For the entries below, repeat exactly each line starting with the one that contains "bits are too" and going on through the one that contains "for relay in", and no others.

-=-=-=-=-

// src/config.rs - Configuration for sharing, distribution, recovery and storage

use anyhow::Result;
use serde::{Deserialize, Serialize};
use std::time::Duration;
use tracing::{debug, info, warn};

/// Longest accepted base delay between publish attempts
pub const MAX_RETRY_DELAY_MS: u64 = 60_000;

#[derive(Debug, Clone, Serialize, Deserialize, Default)]
pub struct Config {
    pub sharing: SharingConfig,
    pub distribution: DistributionConfig,
    pub recovery: RecoveryConfig,
    pub storage: StorageConfig,
    pub metrics: MetricsConfig,
}

#[derive(Debug, Clone, Serialize, Deserialize)]
pub struct SharingConfig {
    /// Lower bound on the bit width of generated field primes
    pub min_field_bits: u64,
    /// Largest secret accepted by split (in bytes)
    pub max_secret_bytes: usize,
}

impl Default for SharingConfig {
    fn default() -> Self {
        Self {
            min_field_bits: 256,
            max_secret_bytes: 1024,
        }
    }
}

#[derive(Debug, Clone, Serialize, Deserialize)]
pub struct DistributionConfig {
    /// Relays used when a group does not name its own
    pub default_relays: Vec<String>,
    /// Expiration attached to share envelopes (in seconds, none when unset)
    pub share_expiration_seconds: Option<u64>,
    /// Publish attempts per recipient before recording a failure
    pub max_attempts: u32,
    /// Base delay between attempts (in milliseconds)
    pub retry_delay_ms: u64,
    /// Maximum number of recipients published to concurrently
    pub max_concurrent_sends: usize,
}

impl Default for DistributionConfig {
    fn default() -> Self {
        Self {
            default_relays: Vec::new(),
            share_expiration_seconds: None,
            max_attempts: 3,
            retry_delay_ms: 250,
            max_concurrent_sends: 8,
        }
    }
}

#[derive(Debug, Clone, Serialize, Deserialize)]
pub struct RecoveryConfig {
    /// Lifetime of a recovery request (in seconds)
    pub default_expiration_seconds: u64,
    /// Longest lifetime a caller may ask for (in seconds)
    pub max_expiration_seconds: u64,
    /// Responses held per request while the request itself is not yet known
    pub max_parked_responses: usize,
    /// Unknown request ids with parked responses; the oldest is evicted past this
    pub max_parked_requests: usize,
}

impl Default for RecoveryConfig {
    fn default() -> Self {
        Self {
            default_expiration_seconds: 24 * 60 * 60, // 24 hours
            max_expiration_seconds: 7 * 24 * 60 * 60, // 1 week
            max_parked_responses: 64,
            max_parked_requests: 256,
        }
    }
}

#[derive(Debug, Clone, Serialize, Deserialize)]
pub struct StorageConfig {
    /// Storage backend type: "memory", "file"
    pub backend: String,
    /// Directory for the file backend
    pub data_directory: Option<String>,
}

impl Default for StorageConfig {
    fn default() -> Self {
        Self {
            backend: "memory".to_string(),
            data_directory: None,
        }
    }
}

#[derive(Debug, Clone, Serialize, Deserialize)]
pub struct MetricsConfig {
    /// Whether to record Prometheus metrics
    pub enabled: bool,
}

impl Default for MetricsConfig {
    fn default() -> Self {
        Self { enabled: true }
    }
}

/// Detailed validation result with specific error information
#[derive(Debug, Clone)]
pub struct ValidationResult {
    pub success: bool,
    pub errors: Vec<ValidationError>,
    pub warnings: Vec<ValidationWarning>,
}

#[derive(Debug, Clone)]
pub struct ValidationError {
    pub field: String,
    pub message: String,
    pub suggested_fix: Option<String>,
}

#[derive(Debug, Clone)]
pub struct ValidationWarning {
    pub field: String,
    pub message: String,
    pub recommendation: Option<String>,
}

/// Short human-readable view of the effective configuration
#[derive(Debug, Clone, Serialize)]
pub struct ConfigSummary {
    pub storage_backend: String,
    pub relay_count: usize,
    pub recovery_expiration_seconds: u64,
    pub max_attempts: u32,
    pub min_field_bits: u64,
    pub metrics_enabled: bool,
}

impl Config {
    /// Load configuration from `SHAREKEEPER_*` environment variables
    pub fn from_env() -> Result<Self> {
        let mut config = Config::default();
        let mut parse_errors = Vec::new();

        debug!("Loading configuration from environment variables");

        if let Ok(relays) = std::env::var("SHAREKEEPER_RELAYS") {
            debug!("Found SHAREKEEPER_RELAYS: {}", relays);
            config.distribution.default_relays = relays
                .split(',')
                .map(str::trim)
                .filter(|r| !r.is_empty())
                .map(str::to_string)
                .collect();
        }

        parse_var(
            "SHAREKEEPER_SHARE_EXPIRATION_SECONDS",
            &mut parse_errors,
            |v: u64| config.distribution.share_expiration_seconds = Some(v),
        );
        parse_var("SHAREKEEPER_MAX_ATTEMPTS", &mut parse_errors, |v: u32| {
            config.distribution.max_attempts = v
        });
        parse_var("SHAREKEEPER_RETRY_DELAY_MS", &mut parse_errors, |v: u64| {
            config.distribution.retry_delay_ms = v
        });
        parse_var("SHAREKEEPER_MAX_CONCURRENT_SENDS", &mut parse_errors, |v: usize| {
            config.distribution.max_concurrent_sends = v
        });
        parse_var(
            "SHAREKEEPER_RECOVERY_EXPIRATION_SECONDS",
            &mut parse_errors,
            |v: u64| config.recovery.default_expiration_seconds = v,
        );
        parse_var("SHAREKEEPER_MIN_FIELD_BITS", &mut parse_errors, |v: u64| {
            config.sharing.min_field_bits = v
        });
        parse_var("SHAREKEEPER_MAX_SECRET_BYTES", &mut parse_errors, |v: usize| {
            config.sharing.max_secret_bytes = v
        });
        parse_var("SHAREKEEPER_METRICS_ENABLED", &mut parse_errors, |v: bool| {
            config.metrics.enabled = v
        });

        if let Ok(backend) = std::env::var("SHAREKEEPER_STORAGE_BACKEND") {
            debug!("Found SHAREKEEPER_STORAGE_BACKEND: {}", backend);
            config.storage.backend = backend;
        }

        if let Ok(data_dir) = std::env::var("SHAREKEEPER_DATA_DIRECTORY") {
            debug!("Found SHAREKEEPER_DATA_DIRECTORY: {}", data_dir);
            config.storage.data_directory = Some(data_dir);
        }

        if !parse_errors.is_empty() {
            anyhow::bail!(
                "Configuration parsing errors:\n{}",
                parse_errors.join("\n")
            );
        }

        config.validate()?;

        info!(
            storage_backend = %config.storage.backend,
            relays = config.distribution.default_relays.len(),
            "Configuration loaded"
        );

        Ok(config)
    }

    /// Validate configuration, failing on the first set of errors
    pub fn validate(&self) -> Result<()> {
        let result = self.validate_detailed();

        for warning in &result.warnings {
            warn!(field = %warning.field, "{}", warning.message);
        }

        if !result.success {
            let messages: Vec<String> = result
                .errors
                .iter()
                .map(|e| format!("{}: {}", e.field, e.message))
                .collect();
            anyhow::bail!("Invalid configuration:\n{}", messages.join("\n"));
        }

        Ok(())
    }

    pub fn validate_detailed(&self) -> ValidationResult {
        let mut errors = Vec::new();
        let mut warnings = Vec::new();

        if self.sharing.min_field_bits < 128 {
            errors.push(ValidationError {
                field: "sharing.min_field_bits".to_string(),
                message: format!(
                    "Field primes of {} bits are too small",
                    self.sharing.min_field_bits
                ),
                suggested_fix: Some("Use at least 128 bits (256 recommended)".to_string()),
            });
        }

        if self.sharing.max_secret_bytes == 0 {
            errors.push(ValidationError {
                field: "sharing.max_secret_bytes".to_string(),
                message: "Secrets must be allowed to hold at least one byte".to_string(),
                suggested_fix: None,
            });
        } else if self.sharing.max_secret_bytes > 8192 {
            warnings.push(ValidationWarning {
                field: "sharing.max_secret_bytes".to_string(),
                message: "Very large secrets make prime generation slow".to_string(),
                recommendation: Some("Keep secrets under 8 KiB".to_string()),
            });
        }

        if self.distribution.max_attempts == 0 {
            errors.push(ValidationError {
                field: "distribution.max_attempts".to_string(),
                message: "At least one publish attempt is required".to_string(),
                suggested_fix: Some("Set max_attempts to 1 or more".to_string()),
            });
        }

        if self.distribution.retry_delay_ms > MAX_RETRY_DELAY_MS {
            errors.push(ValidationError {
                field: "distribution.retry_delay_ms".to_string(),
                message: format!(
                    "Retry delay of {} ms exceeds the {} ms limit",
                    self.distribution.retry_delay_ms, MAX_RETRY_DELAY_MS
                ),
                suggested_fix: Some("Use a delay of a few hundred milliseconds".to_string()),
            });
        }

        if self.distribution.max_concurrent_sends == 0 {
            errors.push(ValidationError {
                field: "distribution.max_concurrent_sends".to_string(),
                message: "Concurrency limit must be positive".to_string(),
                suggested_fix: Some("Set max_concurrent_sends to 1 or more".to_string()),
            });
        }

        for relay in &self.distribution.default_relays {
            match url::Url::parse(relay) {
                Ok(parsed) if matches!(parsed.scheme(), "ws" | "wss") => {
                    if parsed.scheme() == "ws" {
                        warnings.push(ValidationWarning {
                            field: "distribution.default_relays".to_string(),
                            message: format!("Relay {relay} is not using TLS"),
                            recommendation: Some("Prefer wss:// relays".to_string()),
                        });
                    }
                }
                _ => errors.push(ValidationError {
                    field: "distribution.default_relays".to_string(),
                    message: format!("Relay {relay} is not a ws:// or wss:// URL"),
                    suggested_fix: None,
                }),
            }
        }

        if self.recovery.default_expiration_seconds == 0 {
            errors.push(ValidationError {
                field: "recovery.default_expiration_seconds".to_string(),
                message: "Recovery requests must live for a positive duration".to_string(),
                suggested_fix: Some("Use 86400 (24 hours)".to_string()),
            });
        }

        if self.recovery.default_expiration_seconds > self.recovery.max_expiration_seconds {
            errors.push(ValidationError {
                field: "recovery.default_expiration_seconds".to_string(),
                message: "Default expiration exceeds the maximum expiration".to_string(),
                suggested_fix: None,
            });
        }

        match self.storage.backend.as_str() {
            "memory" => {}
            "file" => {
                if self
                    .storage
                    .data_directory
                    .as_deref()
                    .map_or(true, str::is_empty)
                {
                    errors.push(ValidationError {
                        field: "storage.data_directory".to_string(),
                        message: "File storage requires a data directory".to_string(),
                        suggested_fix: Some("Set SHAREKEEPER_DATA_DIRECTORY".to_string()),
                    });
                }
            }
            backend => errors.push(ValidationError {
                field: "storage.backend".to_string(),
                message: format!("Unsupported storage backend: {backend}"),
                suggested_fix: Some("Use 'memory' or 'file'".to_string()),
            }),
        }

        ValidationResult {
            success: errors.is_empty(),
            errors,
            warnings,
        }
    }

    pub fn summary(&self) -> ConfigSummary {
        ConfigSummary {
            storage_backend: self.storage.backend.clone(),
            relay_count: self.distribution.default_relays.len(),
            recovery_expiration_seconds: self.recovery.default_expiration_seconds,
            max_attempts: self.distribution.max_attempts,
            min_field_bits: self.sharing.min_field_bits,
            metrics_enabled: self.metrics.enabled,
        }
    }

    pub fn recovery_expiration(&self) -> Duration {
        Duration::from_secs(self.recovery.default_expiration_seconds)
    }

    pub fn max_recovery_expiration(&self) -> Duration {
        Duration::from_secs(self.recovery.max_expiration_seconds)
    }

    pub fn share_expiration(&self) -> Option<Duration> {
        self.distribution
            .share_expiration_seconds
            .map(Duration::from_secs)
    }

    pub fn retry_delay(&self) -> Duration {
        Duration::from_millis(self.distribution.retry_delay_ms)
    }
}

fn parse_var<T, F>(name: &str, errors: &mut Vec<String>, apply: F)
where
    T: std::str::FromStr,
    T::Err: std::fmt::Display,
    F: FnOnce(T),
{
    if let Ok(raw) = std::env::var(name) {
        match raw.parse::<T>() {
            Ok(value) => {
                debug!("Found {}: {}", name, raw);
                apply(value);
            }
            Err(e) => errors.push(format!("Invalid {name} '{raw}': {e}")),
        }
    }
}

-=-=-=-=-

TASK SOLUTION:
                    "Field primes of {} bits are too small",
                    self.sharing.min_field_bits
                ),
                suggested_fix: Some("Use at least 128 bits (256 recommended)".to_string()),
            });
        }

        if self.sharing.max_secret_bytes == 0 {
            errors.push(ValidationError {
                field: "sharing.max_secret_bytes".to_string(),
                message: "Secrets must be allowed to hold at least one byte".to_string(),
                suggested_fix: None,
            });
        } else if self.sharing.max_secret_bytes > 8192 {
            warnings.push(ValidationWarning {
                field: "sharing.max_secret_bytes".to_string(),
                message: "Very large secrets make prime generation slow".to_string(),
                recommendation: Some("Keep secrets under 8 KiB".to_string()),
            });
        }

        if self.distribution.max_attempts == 0 {
            errors.push(ValidationError {
                field: "distribution.max_attempts".to_string(),
                message: "At least one publish attempt is required".to_string(),
                suggested_fix: Some("Set max_attempts to 1 or more".to_string()),
            });
        }

        if self.distribution.retry_delay_ms > MAX_RETRY_DELAY_MS {
            errors.push(ValidationError {
                field: "distribution.retry_delay_ms".to_string(),
                message: format!(
                    "Retry delay of {} ms exceeds the {} ms limit",
                    self.distribution.retry_delay_ms, MAX_RETRY_DELAY_MS
                ),
                suggested_fix: Some("Use a delay of a few hundred milliseconds".to_string()),
            });
        }

        if self.distribution.max_concurrent_sends == 0 {
            errors.push(ValidationError {
                field: "distribution.max_concurrent_sends".to_string(),
                message: "Concurrency limit must be positive".to_string(),
                suggested_fix: Some("Set max_concurrent_sends to 1 or more".to_string()),
            });
        }

        for relay in &self.distribution.default_relays {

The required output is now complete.